Manuel Janeiro
No entiendo ni un solo signo del lenguaje de los pájaros. Me ha ocurrido como a esos aprendices deslumbrados que, por pura devoción al arte que iniciaban, han creído dominar su oficio. He mentido. Cuando afirmaba en cuentos, biografías y poemas que había aprendido el lenguaje de los pájaros, que entendía las habladurías de las urracas, el griterío de los cuervos y las antífonas de los mirlos, mentía. En mi desesperación recurrí a Anaximandro y no encontré ni en su escrita ni en la doxografía una sola palabra a este respecto. Lo que se decía de él y de Melampo y del divino Esopo no eran sino alegorías provenientes de los insondables órficos.
Y, sin embargo, mi ignorancia es tan antigua que parece haberse convertido en una sabiduría, por eso miento. No me preguntaba de niño por el significado del trisar de los vencejos ni por las voces —lejanas, mudas— de las golondrinas. Por las mañanas unas y otros alentaban a sus crías, enseñaban a cantar a sus polladas. Se asomaban al balcón de las tejas, al pretil de los nidos de barro y les decían “sui, sui”, “chiri, chiri” a las bocas rojas, a las cabezas negras de sus progenies. Eran gritos limpios, de chiflo, de silbo de caña verde que traspasaban el antepecho de la ventana donde se ventilaba la ropa blanca. ¿Qué había que entender? Aquella polifonía de trinos era así y le daba sentido al mundo, ordenaba las cosas embelleciéndolas, pertenecía al mapa de los cielos. Aquí, en las ciudades de la tierra, las acacias cantaban las coplas que se saben de memoria los gorriones, los pinos mansos soportaban al anochecer la escandalera de los estorninos y en la calle de los pajareros (Fray Ceferino González), pinzones, jilgueros y canarios componían una babel de quejas. En la infancia no nos preguntábamos mi hermana y yo por la gramática de los pájaros cantores ni por el diccionario secreto que traduce el idioma de las aves. Sobraba salir a la azotea, asomarse a los tejados para sentir sus palabras, las despedidas de los vencejos, el zureo de las palomas mendigas en las buhardillas abandonadas.
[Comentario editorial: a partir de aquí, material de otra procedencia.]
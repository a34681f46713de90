//! End-to-end full/empty-bit scenarios.
//!
//! The runtime is a process-wide singleton, so every test takes the serial
//! guard and runs its own init/finalize pair.

use std::ptr;
use std::sync::Mutex;
use std::time::Duration;

use weft::Aligned;

static SERIAL: Mutex<()> = Mutex::new(());

fn serial() -> std::sync::MutexGuard<'static, ()> {
    SERIAL.lock().unwrap_or_else(|e| e.into_inner())
}

fn leak_word() -> usize {
    Box::leak(Box::new(0 as Aligned)) as *mut Aligned as usize
}

#[test]
fn producer_consumer_sums_to_5050() {
    let _g = serial();
    weft::init(2).unwrap();

    let slot = leak_word();
    let mut total: Aligned = 0;
    // SAFETY: `slot` is leaked and `total` outlives the rendezvous below.
    unsafe {
        weft::empty(slot as *const Aligned).unwrap();
        weft::fork_to(
            move || {
                let p = slot as *mut Aligned;
                for i in 1..=100 {
                    // SAFETY: `p` is the leaked word.
                    unsafe { weft::write_ef_const(p, i).unwrap() };
                }
                0
            },
            ptr::null_mut(),
            0,
        )
        .unwrap();
        weft::fork_to(
            move || {
                let p = slot as *mut Aligned;
                let mut sum = 0;
                for _ in 0..100 {
                    let mut v: Aligned = 0;
                    // SAFETY: `v` is ours, `p` is the leaked word.
                    unsafe { weft::read_fe(&mut v, p).unwrap() };
                    sum += v;
                }
                sum
            },
            &mut total,
            1,
        )
        .unwrap();

        let mut result: Aligned = 0;
        weft::read_ff(&mut result, &total).unwrap();
        assert_eq!(result, 5050);
    }

    weft::finalize();
}

#[test]
fn triple_queue_release() {
    let _g = serial();
    weft::init(2).unwrap();

    let word = leak_word();
    let (mut r1, mut r2, mut r3): (Aligned, Aligned, Aligned) = (0, 0, 0);
    // SAFETY: the word is leaked; the result slots outlive their tasks.
    unsafe {
        weft::empty(word as *const Aligned).unwrap();

        let ff_reader = move || {
            let mut v: Aligned = 0;
            // SAFETY: reads the leaked word.
            unsafe { weft::read_ff(&mut v, word as *const Aligned).unwrap() };
            v
        };
        weft::fork(ff_reader, &mut r1).unwrap();
        weft::fork(ff_reader, &mut r2).unwrap();
        weft::fork(
            move || {
                let mut v: Aligned = 0;
                // SAFETY: reads (and re-empties) the leaked word.
                unsafe { weft::read_fe(&mut v, word as *mut Aligned).unwrap() };
                v
            },
            &mut r3,
        )
        .unwrap();

        // let all three readers park on the word's waiter lists
        std::thread::sleep(Duration::from_millis(100));

        weft::fork(
            move || {
                // SAFETY: writes the leaked word.
                unsafe { weft::write_ef_const(word as *mut Aligned, 42).unwrap() };
                0
            },
            ptr::null_mut(),
        )
        .unwrap();

        let mut out: Aligned = 0;
        weft::read_ff(&mut out, &r1).unwrap();
        assert_eq!(out, 42);
        weft::read_ff(&mut out, &r2).unwrap();
        assert_eq!(out, 42);
        weft::read_ff(&mut out, &r3).unwrap();
        assert_eq!(out, 42);
    }
    // the FE reader drained the word back to empty
    assert!(!weft::feb_status(word as *const Aligned));

    weft::finalize();
}

#[test]
fn write_ef_read_fe_roundtrip_leaves_empty() {
    let _g = serial();
    weft::init(1).unwrap();

    let a = leak_word();
    let mut b: Aligned = 0;
    // SAFETY: `a` is leaked, `b` is ours.
    unsafe {
        weft::empty(a as *const Aligned).unwrap();
        weft::write_ef_const(a as *mut Aligned, 1234).unwrap();
        assert!(weft::feb_status(a as *const Aligned));
        weft::read_fe(&mut b, a as *mut Aligned).unwrap();
    }
    assert_eq!(b, 1234);
    assert!(!weft::feb_status(a as *const Aligned));

    weft::finalize();
}

#[test]
fn empty_then_fill_wakes_ff_waiter_with_current_value() {
    let _g = serial();
    weft::init(2).unwrap();

    let word = leak_word();
    let mut seen: Aligned = 0;
    // SAFETY: the word is leaked; `seen` outlives its task.
    unsafe {
        weft::empty(word as *const Aligned).unwrap();
        weft::fork(
            move || {
                let mut v: Aligned = 0;
                // SAFETY: reads the leaked word.
                unsafe { weft::read_ff(&mut v, word as *const Aligned).unwrap() };
                v
            },
            &mut seen,
        )
        .unwrap();
        std::thread::sleep(Duration::from_millis(50));

        // store the payload directly, then flip the bit
        *(word as *mut Aligned) = 99;
        weft::fill(word as *const Aligned).unwrap();

        let mut out: Aligned = 0;
        weft::read_ff(&mut out, &seen).unwrap();
        assert_eq!(out, 99);
    }
    assert!(weft::feb_status(word as *const Aligned));

    weft::finalize();
}

#[test]
fn unaligned_addresses_are_rounded_down() {
    let _g = serial();
    weft::init(1).unwrap();

    let word = leak_word();
    let misaligned = (word + 1) as *mut Aligned;
    // SAFETY: rounding down lands back on the leaked word.
    unsafe {
        weft::write_f_const(misaligned, 7).unwrap();
        assert_eq!(*(word as *const Aligned), 7);
    }
    assert!(weft::feb_status(word as *const Aligned));

    weft::finalize();
}

#[test]
fn feb_status_defaults_to_full() {
    let _g = serial();
    weft::init(1).unwrap();

    let word = leak_word();
    assert!(weft::feb_status(word as *const Aligned));
    // SAFETY: the word is leaked.
    unsafe {
        weft::empty(word as *const Aligned).unwrap();
        assert!(!weft::feb_status(word as *const Aligned));
        weft::fill(word as *const Aligned).unwrap();
    }
    assert!(weft::feb_status(word as *const Aligned));

    weft::finalize();
}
No obstante, ahora, cuando llegan hasta mí las ultimas olas de la pleamar del tiempo, me paso las horas muertas escuchando a los pájaros. Me gusta esa envoltura de sílabas encabalgadas que se deslizan, que insisten, que de repente florean o se persiguen en fugas. La asombrosa armonía de un coro repleto de solistas en el que cada voz va por su lado. ¿Pero qué expresan? Ya no siento en el hueco del alma sus mensajes. No sé si las currucas susurran o presagian la llegada de la lluvia, si los petirrojos son pura tristeza, si lamentos de amor los verderoles, si los graznidos elegiacos del cuervo son por sus muertos o por lo míos y si los gorjeos antifonales de los alcaudones anuncian el último mayo que verán mis ojos.
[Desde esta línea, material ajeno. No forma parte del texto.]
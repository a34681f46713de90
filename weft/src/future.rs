//! Future-flag helpers
//!
//! Futures themselves live in an external module; the runtime only tracks
//! the flag and invokes the registered exit hook when a future-flagged task
//! completes (that is how the external module learns a future slot freed up).

use spin::RwLock;

use crate::task::{Task, TaskFlags};

/// Callback invoked by the task wrapper when a FUTURE-flagged task finishes.
pub type FutureExitHook = fn(&Task);

static EXIT_HOOK: RwLock<Option<FutureExitHook>> = RwLock::new(None);

/// Register (or clear) the future-exit hook.
pub fn set_future_exit_hook(hook: Option<FutureExitHook>) {
    *EXIT_HOOK.write() = hook;
}

pub(crate) fn run_exit_hook(t: &Task) {
    if let Some(hook) = *EXIT_HOOK.read() {
        hook(t);
    }
}

/// Whether the task carries the FUTURE flag.
pub fn is_future(t: &Task) -> bool {
    t.flags.contains(TaskFlags::FUTURE)
}

/// Set the FUTURE flag on a task.
pub fn assert_future(t: &mut Task) {
    t.flags.insert(TaskFlags::FUTURE);
}

/// Clear the FUTURE flag on a task.
pub fn assert_not_future(t: &mut Task) {
    t.flags.remove(TaskFlags::FUTURE);
}

#[cfg(test)]
mod tests {
    use super::*;

    #[test]
    fn flag_roundtrip() {
        let mut t = Task::bare();
        assert!(!is_future(&t));
        assert_future(&mut t);
        assert!(is_future(&t));
        assert_not_future(&mut t);
        assert!(!is_future(&t));
    }
}
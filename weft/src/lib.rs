//! weft — a cooperative M:N tasking runtime
//!
//! Many lightweight tasks multiplexed over a fixed pool of OS worker
//! threads, the *shepherds*. A task is pinned to the shepherd chosen at fork
//! time and runs until it explicitly yields, blocks on a full/empty-bit
//! word, blocks on an address lock, or submits a blocking syscall; there is
//! no preemption.
//!
//! Synchronization is word-granular: every aligned machine word carries a
//! conceptual full/empty bit, and the `read_ff`/`read_fe`/`write_ef` family
//! turns plain memory into dataflow rendezvous points. Address locks give
//! plain mutex semantics keyed by any address-sized value.
//!
//! ```no_run
//! let mut slot: weft::Aligned = 0;
//! weft::init(2).unwrap();
//! // SAFETY: `slot` outlives the forked task and the read below.
//! unsafe {
//!     weft::fork(|| 40 + 2, &mut slot).unwrap();
//!     let mut out: weft::Aligned = 0;
//!     weft::read_ff(&mut out, &slot).unwrap();
//!     assert_eq!(out, 42);
//! }
//! weft::finalize();
//! ```

mod arch;
pub mod error;
pub mod feb;
pub mod future;
pub mod io;
pub mod lock;
mod pool;
mod queue;
mod runtime;
mod shepherd;
mod stripe;
pub mod task;

pub use error::{Result, WeftError};
pub use feb::{
    empty, feb_status, fill, read_fe, read_ff, write_ef, write_ef_const, write_f, write_f_const,
};
pub use future::{assert_future, assert_not_future, is_future, set_future_exit_hook};
pub use lock::{lock, unlock};
pub use runtime::{
    current, finalize, fork, fork_future_to, fork_to, init, prepare, prepare_for, schedule,
    schedule_on, shep, spawn, yield_now, Prepared,
};
pub use task::{Aligned, ShepherdId, Task, TaskFlags, TaskId};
Y cuando se va apagando el día, ¿qué les pasa antes del silencio en el que los sume la noche? ¿Por qué continúa como si tal cosa la coral polifónica a la que se agregan el ruiseñor y el cuco? Hay atardeceres en los que creo percibir una queja por la brevedad del día, y otros, una prisa por vivir, unas ganas alocadas de aprovechar el último relumbre de la tarde, y las más de las veces me parece que confunden los claros vestidos del horizonte nocturno con los encajes rosas y blancos con los que se adornará el alba. Por eso de repente callan y hay como una amargura en el aire. Nada puede llenar ese vacío, ni los grillos, ni las rasgaduras de los murciélagos, ni el ulular del búho que predice el desconsuelo de la noche.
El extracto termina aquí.